*** Opening INFORMATION ***
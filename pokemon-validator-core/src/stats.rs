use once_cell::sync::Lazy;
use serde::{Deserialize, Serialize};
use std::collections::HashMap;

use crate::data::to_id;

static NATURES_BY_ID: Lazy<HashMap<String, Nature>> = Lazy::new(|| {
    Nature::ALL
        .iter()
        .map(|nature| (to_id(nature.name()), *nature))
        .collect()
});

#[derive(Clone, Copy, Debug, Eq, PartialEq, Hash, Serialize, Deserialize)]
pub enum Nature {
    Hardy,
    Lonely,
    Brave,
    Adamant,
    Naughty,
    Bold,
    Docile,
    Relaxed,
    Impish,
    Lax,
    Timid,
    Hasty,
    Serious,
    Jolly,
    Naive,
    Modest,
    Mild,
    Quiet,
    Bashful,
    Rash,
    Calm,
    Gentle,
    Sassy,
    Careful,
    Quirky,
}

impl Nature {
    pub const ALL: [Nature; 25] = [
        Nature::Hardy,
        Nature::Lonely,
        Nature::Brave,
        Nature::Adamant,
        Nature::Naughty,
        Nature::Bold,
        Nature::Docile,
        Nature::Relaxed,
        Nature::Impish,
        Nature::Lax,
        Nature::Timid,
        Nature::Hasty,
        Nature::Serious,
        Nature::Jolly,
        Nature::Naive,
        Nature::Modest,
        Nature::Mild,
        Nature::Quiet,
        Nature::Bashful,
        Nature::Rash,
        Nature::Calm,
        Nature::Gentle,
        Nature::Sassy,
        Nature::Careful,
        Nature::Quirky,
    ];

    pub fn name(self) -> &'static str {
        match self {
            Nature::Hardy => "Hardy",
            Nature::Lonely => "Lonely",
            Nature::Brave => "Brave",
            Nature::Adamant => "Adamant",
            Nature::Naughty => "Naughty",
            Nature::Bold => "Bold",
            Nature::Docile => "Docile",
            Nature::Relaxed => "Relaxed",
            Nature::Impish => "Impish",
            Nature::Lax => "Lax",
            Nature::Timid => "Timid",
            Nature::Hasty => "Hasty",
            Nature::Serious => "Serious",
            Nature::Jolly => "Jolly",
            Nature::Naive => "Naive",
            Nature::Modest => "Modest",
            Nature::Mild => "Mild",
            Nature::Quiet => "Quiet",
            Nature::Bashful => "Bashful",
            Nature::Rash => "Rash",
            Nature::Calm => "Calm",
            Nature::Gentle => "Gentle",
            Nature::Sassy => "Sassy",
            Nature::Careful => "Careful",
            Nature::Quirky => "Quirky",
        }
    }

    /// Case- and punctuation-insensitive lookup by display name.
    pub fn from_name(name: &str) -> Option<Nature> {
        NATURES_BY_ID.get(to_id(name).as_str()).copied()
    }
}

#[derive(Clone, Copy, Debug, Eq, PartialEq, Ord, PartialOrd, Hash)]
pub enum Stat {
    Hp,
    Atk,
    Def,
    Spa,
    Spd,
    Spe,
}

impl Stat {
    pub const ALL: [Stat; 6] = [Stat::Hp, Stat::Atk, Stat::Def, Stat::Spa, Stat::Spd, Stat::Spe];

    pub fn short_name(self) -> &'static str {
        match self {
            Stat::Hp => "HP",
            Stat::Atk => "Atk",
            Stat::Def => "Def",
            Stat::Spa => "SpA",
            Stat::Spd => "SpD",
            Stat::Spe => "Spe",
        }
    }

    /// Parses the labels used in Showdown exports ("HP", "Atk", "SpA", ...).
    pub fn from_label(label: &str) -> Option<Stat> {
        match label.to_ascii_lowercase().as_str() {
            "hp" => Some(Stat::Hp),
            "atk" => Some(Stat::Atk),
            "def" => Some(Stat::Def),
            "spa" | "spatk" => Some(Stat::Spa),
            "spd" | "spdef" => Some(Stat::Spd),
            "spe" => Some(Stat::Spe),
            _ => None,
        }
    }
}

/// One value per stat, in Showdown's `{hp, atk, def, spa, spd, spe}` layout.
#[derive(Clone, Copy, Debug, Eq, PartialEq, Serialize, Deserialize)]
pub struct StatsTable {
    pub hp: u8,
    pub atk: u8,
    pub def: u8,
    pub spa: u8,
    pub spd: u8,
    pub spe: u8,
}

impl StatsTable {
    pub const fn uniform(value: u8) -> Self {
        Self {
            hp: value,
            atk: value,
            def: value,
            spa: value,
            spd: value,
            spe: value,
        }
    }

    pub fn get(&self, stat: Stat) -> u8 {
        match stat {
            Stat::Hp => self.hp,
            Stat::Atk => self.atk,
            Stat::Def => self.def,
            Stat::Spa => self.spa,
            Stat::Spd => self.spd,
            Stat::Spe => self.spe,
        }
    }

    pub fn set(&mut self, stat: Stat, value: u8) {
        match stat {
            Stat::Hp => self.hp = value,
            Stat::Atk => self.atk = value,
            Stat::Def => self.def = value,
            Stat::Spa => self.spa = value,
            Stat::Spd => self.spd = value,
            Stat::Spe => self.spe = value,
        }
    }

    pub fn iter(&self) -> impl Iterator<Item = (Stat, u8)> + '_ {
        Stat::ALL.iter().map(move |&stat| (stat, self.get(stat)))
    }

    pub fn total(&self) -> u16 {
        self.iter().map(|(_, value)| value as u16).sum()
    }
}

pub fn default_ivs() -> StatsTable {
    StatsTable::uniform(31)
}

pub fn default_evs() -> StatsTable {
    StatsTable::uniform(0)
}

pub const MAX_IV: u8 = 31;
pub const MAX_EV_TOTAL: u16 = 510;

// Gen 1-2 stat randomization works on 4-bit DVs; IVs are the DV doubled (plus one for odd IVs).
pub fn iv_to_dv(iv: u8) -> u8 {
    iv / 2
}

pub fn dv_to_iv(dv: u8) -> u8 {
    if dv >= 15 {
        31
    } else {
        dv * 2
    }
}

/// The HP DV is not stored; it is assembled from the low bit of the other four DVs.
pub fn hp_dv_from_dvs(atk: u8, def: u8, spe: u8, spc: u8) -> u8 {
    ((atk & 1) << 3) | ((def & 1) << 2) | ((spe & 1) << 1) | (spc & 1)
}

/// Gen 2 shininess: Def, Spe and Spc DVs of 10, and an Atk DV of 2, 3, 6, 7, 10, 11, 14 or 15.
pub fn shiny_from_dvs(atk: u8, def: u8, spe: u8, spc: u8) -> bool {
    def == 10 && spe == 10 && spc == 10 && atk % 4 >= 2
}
*** Closing INFORMATION ***
◆ WHAT YOU ARE ASKED TO DO
Show all lines in the entries above where the word "Hardy" appears.

◆ YOUR RESPONSE
    Hardy,
        Nature::Hardy,
            Nature::Hardy => "Hardy",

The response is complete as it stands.